§ Exercise details:
Every line of the records that holds the word "notify" should be copied out.

─── Information shown

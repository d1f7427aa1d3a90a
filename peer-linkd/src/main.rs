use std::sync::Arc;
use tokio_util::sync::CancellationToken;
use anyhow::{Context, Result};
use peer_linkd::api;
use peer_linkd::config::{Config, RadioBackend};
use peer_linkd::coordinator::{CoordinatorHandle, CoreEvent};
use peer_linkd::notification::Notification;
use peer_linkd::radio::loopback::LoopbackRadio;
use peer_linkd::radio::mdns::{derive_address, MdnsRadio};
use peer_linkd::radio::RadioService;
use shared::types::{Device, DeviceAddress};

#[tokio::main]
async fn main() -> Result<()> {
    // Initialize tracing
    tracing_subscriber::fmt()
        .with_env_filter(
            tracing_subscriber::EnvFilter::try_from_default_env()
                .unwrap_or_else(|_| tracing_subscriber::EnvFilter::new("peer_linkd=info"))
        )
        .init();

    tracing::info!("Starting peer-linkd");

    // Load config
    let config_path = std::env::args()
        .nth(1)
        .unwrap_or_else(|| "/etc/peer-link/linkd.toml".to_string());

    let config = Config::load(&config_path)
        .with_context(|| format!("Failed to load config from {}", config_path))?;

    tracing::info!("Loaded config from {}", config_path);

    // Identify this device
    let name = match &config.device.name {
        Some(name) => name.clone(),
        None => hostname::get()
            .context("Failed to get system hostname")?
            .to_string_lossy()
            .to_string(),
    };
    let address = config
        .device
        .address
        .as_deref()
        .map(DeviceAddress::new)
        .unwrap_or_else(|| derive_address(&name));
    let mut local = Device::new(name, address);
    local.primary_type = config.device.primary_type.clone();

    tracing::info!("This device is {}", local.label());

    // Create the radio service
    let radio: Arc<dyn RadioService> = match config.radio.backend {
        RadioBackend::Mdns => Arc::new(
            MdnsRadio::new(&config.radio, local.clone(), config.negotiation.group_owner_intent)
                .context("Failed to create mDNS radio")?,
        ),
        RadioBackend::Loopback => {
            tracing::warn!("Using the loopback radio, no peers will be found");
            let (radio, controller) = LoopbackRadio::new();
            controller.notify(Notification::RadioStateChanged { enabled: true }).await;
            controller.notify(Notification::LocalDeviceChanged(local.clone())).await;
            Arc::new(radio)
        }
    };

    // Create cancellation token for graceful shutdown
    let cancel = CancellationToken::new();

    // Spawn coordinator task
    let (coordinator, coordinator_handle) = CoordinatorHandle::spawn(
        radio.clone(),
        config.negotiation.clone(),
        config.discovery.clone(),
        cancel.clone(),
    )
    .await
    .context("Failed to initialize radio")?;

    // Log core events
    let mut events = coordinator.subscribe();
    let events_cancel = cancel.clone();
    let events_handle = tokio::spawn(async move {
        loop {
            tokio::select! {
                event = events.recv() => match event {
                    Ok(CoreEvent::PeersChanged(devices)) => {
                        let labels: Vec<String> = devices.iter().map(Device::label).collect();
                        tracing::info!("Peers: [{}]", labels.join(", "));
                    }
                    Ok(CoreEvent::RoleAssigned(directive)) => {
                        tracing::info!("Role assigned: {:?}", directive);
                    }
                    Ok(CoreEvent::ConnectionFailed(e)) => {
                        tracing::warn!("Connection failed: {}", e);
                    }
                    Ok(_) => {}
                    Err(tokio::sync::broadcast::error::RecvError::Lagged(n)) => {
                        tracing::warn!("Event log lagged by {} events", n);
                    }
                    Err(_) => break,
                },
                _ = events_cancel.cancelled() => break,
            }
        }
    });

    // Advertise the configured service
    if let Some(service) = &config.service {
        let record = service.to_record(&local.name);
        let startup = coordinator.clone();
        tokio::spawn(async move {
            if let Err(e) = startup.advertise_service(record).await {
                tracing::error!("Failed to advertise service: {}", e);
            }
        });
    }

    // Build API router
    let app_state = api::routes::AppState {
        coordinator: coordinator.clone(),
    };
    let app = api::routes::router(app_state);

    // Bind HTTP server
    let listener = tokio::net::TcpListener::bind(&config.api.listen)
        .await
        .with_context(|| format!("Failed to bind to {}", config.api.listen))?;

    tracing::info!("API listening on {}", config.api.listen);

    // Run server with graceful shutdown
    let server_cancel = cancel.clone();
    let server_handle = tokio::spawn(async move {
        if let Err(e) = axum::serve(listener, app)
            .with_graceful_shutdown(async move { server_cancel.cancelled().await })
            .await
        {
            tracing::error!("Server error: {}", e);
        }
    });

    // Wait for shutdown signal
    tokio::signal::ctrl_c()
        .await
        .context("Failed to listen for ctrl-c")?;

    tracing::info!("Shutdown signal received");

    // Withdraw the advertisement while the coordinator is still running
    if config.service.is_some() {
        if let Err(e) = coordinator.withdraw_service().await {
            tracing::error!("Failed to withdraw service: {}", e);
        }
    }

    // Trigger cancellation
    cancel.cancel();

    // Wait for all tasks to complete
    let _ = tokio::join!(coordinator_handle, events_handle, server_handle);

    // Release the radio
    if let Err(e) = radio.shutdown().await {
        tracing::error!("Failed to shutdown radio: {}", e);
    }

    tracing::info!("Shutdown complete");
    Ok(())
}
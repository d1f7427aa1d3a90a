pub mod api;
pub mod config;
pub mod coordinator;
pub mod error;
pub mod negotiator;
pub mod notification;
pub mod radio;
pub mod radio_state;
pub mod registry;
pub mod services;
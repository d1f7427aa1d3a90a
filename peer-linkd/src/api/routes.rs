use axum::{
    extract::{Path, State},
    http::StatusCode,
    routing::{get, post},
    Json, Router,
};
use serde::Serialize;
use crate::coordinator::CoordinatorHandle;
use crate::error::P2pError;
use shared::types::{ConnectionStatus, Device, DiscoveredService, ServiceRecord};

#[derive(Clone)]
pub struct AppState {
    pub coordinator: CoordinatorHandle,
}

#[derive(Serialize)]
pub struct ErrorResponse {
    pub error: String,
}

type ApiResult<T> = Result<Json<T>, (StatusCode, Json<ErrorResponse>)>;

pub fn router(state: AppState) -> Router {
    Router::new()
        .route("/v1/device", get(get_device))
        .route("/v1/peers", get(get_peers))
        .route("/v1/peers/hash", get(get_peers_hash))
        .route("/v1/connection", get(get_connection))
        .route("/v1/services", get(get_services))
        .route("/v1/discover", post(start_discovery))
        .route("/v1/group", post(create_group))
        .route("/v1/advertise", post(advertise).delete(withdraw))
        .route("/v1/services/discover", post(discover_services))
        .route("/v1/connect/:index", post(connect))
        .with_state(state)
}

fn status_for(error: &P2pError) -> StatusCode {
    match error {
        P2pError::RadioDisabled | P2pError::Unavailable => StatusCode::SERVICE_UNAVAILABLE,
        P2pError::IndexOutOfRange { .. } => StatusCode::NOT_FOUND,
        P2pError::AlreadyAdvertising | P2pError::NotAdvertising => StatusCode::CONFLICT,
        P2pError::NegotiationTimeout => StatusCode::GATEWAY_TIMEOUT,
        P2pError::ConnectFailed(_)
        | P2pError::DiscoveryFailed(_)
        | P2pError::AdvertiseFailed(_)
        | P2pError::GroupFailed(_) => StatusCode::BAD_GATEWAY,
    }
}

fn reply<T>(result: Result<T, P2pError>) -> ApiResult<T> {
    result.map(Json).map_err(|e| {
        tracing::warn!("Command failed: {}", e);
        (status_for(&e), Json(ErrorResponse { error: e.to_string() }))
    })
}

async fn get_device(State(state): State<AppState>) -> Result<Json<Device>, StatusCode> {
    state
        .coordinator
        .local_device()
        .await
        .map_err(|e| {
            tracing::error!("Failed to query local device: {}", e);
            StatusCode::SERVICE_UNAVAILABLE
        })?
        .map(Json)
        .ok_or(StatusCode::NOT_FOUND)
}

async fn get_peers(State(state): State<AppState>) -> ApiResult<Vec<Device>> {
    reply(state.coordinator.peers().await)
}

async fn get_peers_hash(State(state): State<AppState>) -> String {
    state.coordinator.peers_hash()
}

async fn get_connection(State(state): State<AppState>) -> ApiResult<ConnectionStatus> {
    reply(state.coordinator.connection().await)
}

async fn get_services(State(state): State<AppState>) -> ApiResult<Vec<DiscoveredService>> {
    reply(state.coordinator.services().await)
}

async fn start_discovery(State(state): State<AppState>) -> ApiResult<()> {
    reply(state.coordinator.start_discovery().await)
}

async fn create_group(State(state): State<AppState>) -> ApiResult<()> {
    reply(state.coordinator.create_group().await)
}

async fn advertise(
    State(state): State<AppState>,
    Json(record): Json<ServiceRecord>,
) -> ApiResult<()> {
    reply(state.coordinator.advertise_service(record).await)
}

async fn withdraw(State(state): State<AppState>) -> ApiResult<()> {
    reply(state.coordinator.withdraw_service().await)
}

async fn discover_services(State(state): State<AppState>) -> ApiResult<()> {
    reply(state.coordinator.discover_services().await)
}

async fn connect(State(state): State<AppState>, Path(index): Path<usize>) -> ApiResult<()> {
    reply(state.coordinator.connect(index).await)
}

──────

§ Answer section:
            controller.notify(Notification::RadioStateChanged { enabled: true }).await;
            controller.notify(Notification::LocalDeviceChanged(local.clone())).await;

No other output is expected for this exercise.